======== Material provided ========

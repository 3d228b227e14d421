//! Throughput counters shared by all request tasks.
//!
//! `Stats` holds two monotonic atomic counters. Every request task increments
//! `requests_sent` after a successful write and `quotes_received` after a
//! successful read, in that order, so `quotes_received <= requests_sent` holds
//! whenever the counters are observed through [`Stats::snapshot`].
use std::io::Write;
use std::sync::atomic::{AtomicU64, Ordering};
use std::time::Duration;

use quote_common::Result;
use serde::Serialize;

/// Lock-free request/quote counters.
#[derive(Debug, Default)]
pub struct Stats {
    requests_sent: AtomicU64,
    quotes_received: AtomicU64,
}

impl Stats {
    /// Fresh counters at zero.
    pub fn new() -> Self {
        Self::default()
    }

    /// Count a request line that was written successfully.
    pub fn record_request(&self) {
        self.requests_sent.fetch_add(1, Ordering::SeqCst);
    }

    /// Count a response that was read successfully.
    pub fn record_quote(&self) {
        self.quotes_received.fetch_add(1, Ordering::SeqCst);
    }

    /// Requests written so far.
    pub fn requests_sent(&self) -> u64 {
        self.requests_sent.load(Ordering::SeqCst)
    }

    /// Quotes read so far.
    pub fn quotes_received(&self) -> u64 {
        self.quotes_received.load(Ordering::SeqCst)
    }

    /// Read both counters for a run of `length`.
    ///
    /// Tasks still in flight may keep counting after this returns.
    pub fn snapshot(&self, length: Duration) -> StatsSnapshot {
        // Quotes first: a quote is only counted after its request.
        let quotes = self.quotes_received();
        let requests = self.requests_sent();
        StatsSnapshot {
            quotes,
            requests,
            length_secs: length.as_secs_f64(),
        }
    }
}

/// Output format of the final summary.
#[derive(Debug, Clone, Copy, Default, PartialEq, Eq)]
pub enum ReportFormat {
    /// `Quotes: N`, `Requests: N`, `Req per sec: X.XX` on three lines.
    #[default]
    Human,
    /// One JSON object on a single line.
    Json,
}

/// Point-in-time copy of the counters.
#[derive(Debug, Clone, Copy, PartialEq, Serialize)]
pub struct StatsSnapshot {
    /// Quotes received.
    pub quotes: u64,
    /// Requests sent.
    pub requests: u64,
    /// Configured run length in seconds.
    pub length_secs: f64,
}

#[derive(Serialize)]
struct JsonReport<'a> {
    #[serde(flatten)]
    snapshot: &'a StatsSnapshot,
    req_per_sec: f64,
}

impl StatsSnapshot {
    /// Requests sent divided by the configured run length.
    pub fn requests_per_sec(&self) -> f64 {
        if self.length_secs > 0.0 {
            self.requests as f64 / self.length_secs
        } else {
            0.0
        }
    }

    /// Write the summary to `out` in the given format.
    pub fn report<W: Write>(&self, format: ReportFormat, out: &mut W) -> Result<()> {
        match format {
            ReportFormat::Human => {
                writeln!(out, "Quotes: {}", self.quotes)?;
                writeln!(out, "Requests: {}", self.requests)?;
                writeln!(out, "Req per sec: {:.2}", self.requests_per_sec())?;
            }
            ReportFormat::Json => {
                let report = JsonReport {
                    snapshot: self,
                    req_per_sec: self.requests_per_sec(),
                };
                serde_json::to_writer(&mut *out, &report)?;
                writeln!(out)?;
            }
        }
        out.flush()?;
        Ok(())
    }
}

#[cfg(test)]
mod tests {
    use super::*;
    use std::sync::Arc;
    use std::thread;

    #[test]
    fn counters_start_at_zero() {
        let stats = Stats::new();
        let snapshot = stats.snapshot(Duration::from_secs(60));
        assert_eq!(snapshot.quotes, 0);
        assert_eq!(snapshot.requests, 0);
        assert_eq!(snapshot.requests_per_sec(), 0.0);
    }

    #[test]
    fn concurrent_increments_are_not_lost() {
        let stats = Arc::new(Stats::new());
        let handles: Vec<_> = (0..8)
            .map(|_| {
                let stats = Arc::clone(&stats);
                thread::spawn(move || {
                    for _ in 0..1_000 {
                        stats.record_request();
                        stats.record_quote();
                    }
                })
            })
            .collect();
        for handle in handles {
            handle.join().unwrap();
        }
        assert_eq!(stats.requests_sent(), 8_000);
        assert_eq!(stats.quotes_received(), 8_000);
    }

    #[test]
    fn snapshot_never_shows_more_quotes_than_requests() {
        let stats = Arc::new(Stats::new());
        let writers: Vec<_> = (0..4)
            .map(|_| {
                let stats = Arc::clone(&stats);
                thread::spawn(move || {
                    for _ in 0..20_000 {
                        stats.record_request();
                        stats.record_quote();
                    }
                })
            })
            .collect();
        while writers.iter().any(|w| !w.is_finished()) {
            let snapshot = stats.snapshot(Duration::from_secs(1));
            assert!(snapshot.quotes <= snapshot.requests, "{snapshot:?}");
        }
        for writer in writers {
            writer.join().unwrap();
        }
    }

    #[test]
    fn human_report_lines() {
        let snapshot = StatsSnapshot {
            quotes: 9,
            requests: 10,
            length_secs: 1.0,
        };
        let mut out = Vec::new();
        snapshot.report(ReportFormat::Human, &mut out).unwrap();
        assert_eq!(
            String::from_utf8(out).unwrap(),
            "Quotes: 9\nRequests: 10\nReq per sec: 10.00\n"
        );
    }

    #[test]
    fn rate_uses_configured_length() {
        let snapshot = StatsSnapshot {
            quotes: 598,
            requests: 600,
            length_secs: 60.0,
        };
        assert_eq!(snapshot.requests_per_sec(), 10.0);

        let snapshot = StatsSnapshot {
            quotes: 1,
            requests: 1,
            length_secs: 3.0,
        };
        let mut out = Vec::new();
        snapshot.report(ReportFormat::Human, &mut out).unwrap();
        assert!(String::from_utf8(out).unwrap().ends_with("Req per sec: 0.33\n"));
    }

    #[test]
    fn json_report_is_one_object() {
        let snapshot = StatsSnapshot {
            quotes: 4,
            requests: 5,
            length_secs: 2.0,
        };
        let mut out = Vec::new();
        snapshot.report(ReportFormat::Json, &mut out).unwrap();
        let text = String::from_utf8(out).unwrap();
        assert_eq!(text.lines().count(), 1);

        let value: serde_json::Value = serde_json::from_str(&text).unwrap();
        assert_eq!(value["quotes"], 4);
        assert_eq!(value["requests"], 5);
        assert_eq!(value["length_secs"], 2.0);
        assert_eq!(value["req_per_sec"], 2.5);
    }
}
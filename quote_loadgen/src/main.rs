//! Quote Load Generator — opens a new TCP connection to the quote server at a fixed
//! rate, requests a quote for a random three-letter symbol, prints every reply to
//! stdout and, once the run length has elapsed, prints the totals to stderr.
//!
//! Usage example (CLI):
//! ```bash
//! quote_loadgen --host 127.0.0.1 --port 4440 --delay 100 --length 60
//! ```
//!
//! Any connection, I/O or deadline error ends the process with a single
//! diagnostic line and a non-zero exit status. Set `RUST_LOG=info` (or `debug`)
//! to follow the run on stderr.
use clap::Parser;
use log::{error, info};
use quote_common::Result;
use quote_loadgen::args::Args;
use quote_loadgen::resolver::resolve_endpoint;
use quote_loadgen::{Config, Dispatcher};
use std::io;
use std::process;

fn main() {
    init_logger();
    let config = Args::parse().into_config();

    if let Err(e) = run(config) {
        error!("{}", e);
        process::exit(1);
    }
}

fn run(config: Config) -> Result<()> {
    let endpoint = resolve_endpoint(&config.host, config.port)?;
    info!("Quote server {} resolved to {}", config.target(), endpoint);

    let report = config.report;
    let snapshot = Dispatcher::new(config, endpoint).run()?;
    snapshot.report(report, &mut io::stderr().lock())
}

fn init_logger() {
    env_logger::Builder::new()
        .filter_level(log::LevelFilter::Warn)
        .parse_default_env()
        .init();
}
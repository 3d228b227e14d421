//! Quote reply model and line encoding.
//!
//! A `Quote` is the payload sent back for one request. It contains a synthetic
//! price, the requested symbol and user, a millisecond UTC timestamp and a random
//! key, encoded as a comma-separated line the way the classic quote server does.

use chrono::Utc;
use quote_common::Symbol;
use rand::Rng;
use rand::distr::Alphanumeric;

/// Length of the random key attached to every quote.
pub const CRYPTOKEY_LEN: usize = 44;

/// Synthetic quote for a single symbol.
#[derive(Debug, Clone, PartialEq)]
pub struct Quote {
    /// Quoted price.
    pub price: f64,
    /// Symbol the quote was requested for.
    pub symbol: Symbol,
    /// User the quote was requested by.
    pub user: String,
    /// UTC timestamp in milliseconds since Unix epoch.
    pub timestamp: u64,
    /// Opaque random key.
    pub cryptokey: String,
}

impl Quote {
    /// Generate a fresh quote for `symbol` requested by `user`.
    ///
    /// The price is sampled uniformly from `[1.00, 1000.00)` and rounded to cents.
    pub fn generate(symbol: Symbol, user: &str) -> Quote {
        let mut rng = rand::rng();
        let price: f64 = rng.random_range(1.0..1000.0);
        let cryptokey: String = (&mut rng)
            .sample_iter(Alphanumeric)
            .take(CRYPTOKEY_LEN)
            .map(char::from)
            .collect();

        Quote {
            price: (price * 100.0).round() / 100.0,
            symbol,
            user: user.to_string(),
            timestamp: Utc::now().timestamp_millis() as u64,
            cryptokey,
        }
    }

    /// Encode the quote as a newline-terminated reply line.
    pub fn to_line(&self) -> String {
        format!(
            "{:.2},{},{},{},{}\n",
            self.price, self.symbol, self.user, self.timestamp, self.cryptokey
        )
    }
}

========

## About this exercise
If the string "reply" appears in a line of the entries, report the line.

## Written answer
//! rate, requests a quote for a random three-letter symbol, prints every reply to
//! Quote reply model and line encoding.
    /// Encode the quote as a newline-terminated reply line.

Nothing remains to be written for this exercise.